Wes is a stand-up comedian based in the South Wales Valleys. He’s also a Research Champion for NCMH, helping spread the word about our research. This is his story:
I graduated from university in 2000 and spent five years working in software development. At twenty-eight years-of-age and four stone overweight, I finally accepted that I was never going to be a rock star. I decided to try my hand at stand-up comedy. I’m one of those people who are always told by friends and colleagues that I “should be a comedian” – after hearing that enough times I decided that maybe I should.
I was lucky, I had some early success: playing clubs up and down the country, travelling, meeting new people, and making money. I won a big ‘new act’ competition in 2006, at the Edinburgh Fringe festival which boosted my career and took me to the Montreal Comedy Festival and the Paramount Comedy Channel.
I never quite made it. I never quite made it big enough or made enough money to be able to ditch the day job – but I loved doing stand-up.

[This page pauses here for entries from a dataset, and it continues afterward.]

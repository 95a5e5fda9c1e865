//! Hold a three-joint exoskeleton at a crouched posture against the software mockup.
//!
//! Demonstrated here:
//!   * Configuring the reference exoskeleton and connecting to a mechanical model
//!   * Storing telemetry
//!   * Stepping the controller from a host loop
//!   * Serialization and deserialization of the controller

use exoctl::*;

fn main() -> Result<(), Box<dyn std::error::Error>> {
    let mut ctx = ControllerCtx::default();
    ctx.op_name = "basic_example".into();
    ctx.op_dir = std::env::temp_dir();
    let log_path = logging::init_logging(&ctx.op_dir, &ctx.op_name)?;

    // Hip, knee, ankle
    let config = ControllerConfig::reference_exoskeleton(
        [0.35, -0.7, 0.15],
        [
            PidGains::new(60.0, 2.0, 0.1),
            PidGains::new(45.0, 1.5, 0.1),
            PidGains::new(20.0, 0.8, 0.05),
        ],
    );
    let mut controller = PositionController::new(config)?;

    // Set up data targets
    controller.add_recorder("csv", Box::new(CsvRecorder::default()))?;

    // Serialize and deserialize the controller (for demonstration purposes)
    let serialized = serde_json::to_string_pretty(&controller)?;
    let mut controller: PositionController = serde_json::from_str(&serialized)?;

    let mut system = MockupSystem::reference_exoskeleton();
    let mut controls = ActuatorControls::new(
        controller.config().joints.iter().map(|j| j.actuator.clone()),
    );
    controller.init(&ctx, &system)?;

    // Stand-in for the host's integrator: each joint closes a fixed fraction
    // of its remaining error per step
    let dt = controller.config().dt_s;
    for n in 0..100 {
        let step = controller.step(&system, &mut controls)?;
        for (j, joint) in controller.config().joints.iter().enumerate() {
            let x = step.positions[j] + 0.1 * step.terms[j].error;
            system.set_joint_angle(&joint.coordinate, x);
        }
        system.set_time((n + 1) as f64 * dt);
    }

    controller.terminate();
    println!("Telemetry written to {:?}", ctx.op_dir.join("basic_example.csv"));
    println!("Log written to {log_path:?}");
    println!("Final controls: {:?}", controls.values());

    Ok(())
}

It was while working full-time in software development and travelling the UK performing stand-up that I had my first breakdown.
I’d worked to the point of exhaustion and found myself – after being destroyed by a heckler and walking off-stage at a gig in Coventry – parked on the hard shoulder of the M5, unable to drive through the tears.
I pressed on, believing that I could ‘walk it off’, that I’d be fine after a couple of weeks break. In 2012, after losing yet another job, I finally decided to get help. I went to see my GP and was diagnosed with depression and anxiety. I was given medication and have been taking anti-depressants, on-and-off, ever since. Six years later, I am still on medication. I’ve hardly stepped onto a stage this year due to anxiety and a catastrophic crash of confidence.
In 2016, after a divorce and a redundancy, and having lost a number of jobs, I decided to make stand-up my full-time career and to ‘come clean’ about my condition. I started writing a blog on my website and a new stand-up show, 40% Happy, that I hope to take to the Edinburgh Fringe Festival one day. During this time I spoke to my old friend, fellow comic, and neuroscientist Dr Dean Burnett for his second book, The Happy Brain.
Again, I got lucky: after performing at the book launch for The Happy Brain in 2017, I was approached by BBC Wales to film a short piece for them about my experiences of depression and anxiety. This included the opportunity to speak with Professor Ian Jones, Director of NCMH, who gave me some valuable advice and some incredible insight into the work they do. I know a couple of people who work at NCMH so I was aware of the centre and its work but this was an incredible opportunity to take a peak ‘behind the scenes’ and to learn more.
After speaking with Prof. Jones, learning about the great research work being done at the centre, and meeting some of the incredible team that makes it all happen I was thrilled to accept when asked to take part in that research and to become a Research Champion.
Taking part was simple: two members of the NCMH team visited me at my home, at my convenience, and asked me some questions about my history, lifestyle, etc. They then took a simple blood sample and left me with a questionnaire. Job done. They were friendly, fun, reassuring and professional.
I’d already spoken to Prof. Jones and met some of the team so I didn’t feel any anxiety until the day of the interview. I was quickly put at ease by my visitors and everything went smoothly. We chatted, I was informed about the whole process, and every question I had was answered fully.
The work that NCMH is doing is vital. I would encourage everyone who is able to take part. I’m hoping that their research will help shed more light on this subject, bring more clarity, help dispell stigma and provide evidence to inform future education and policy making.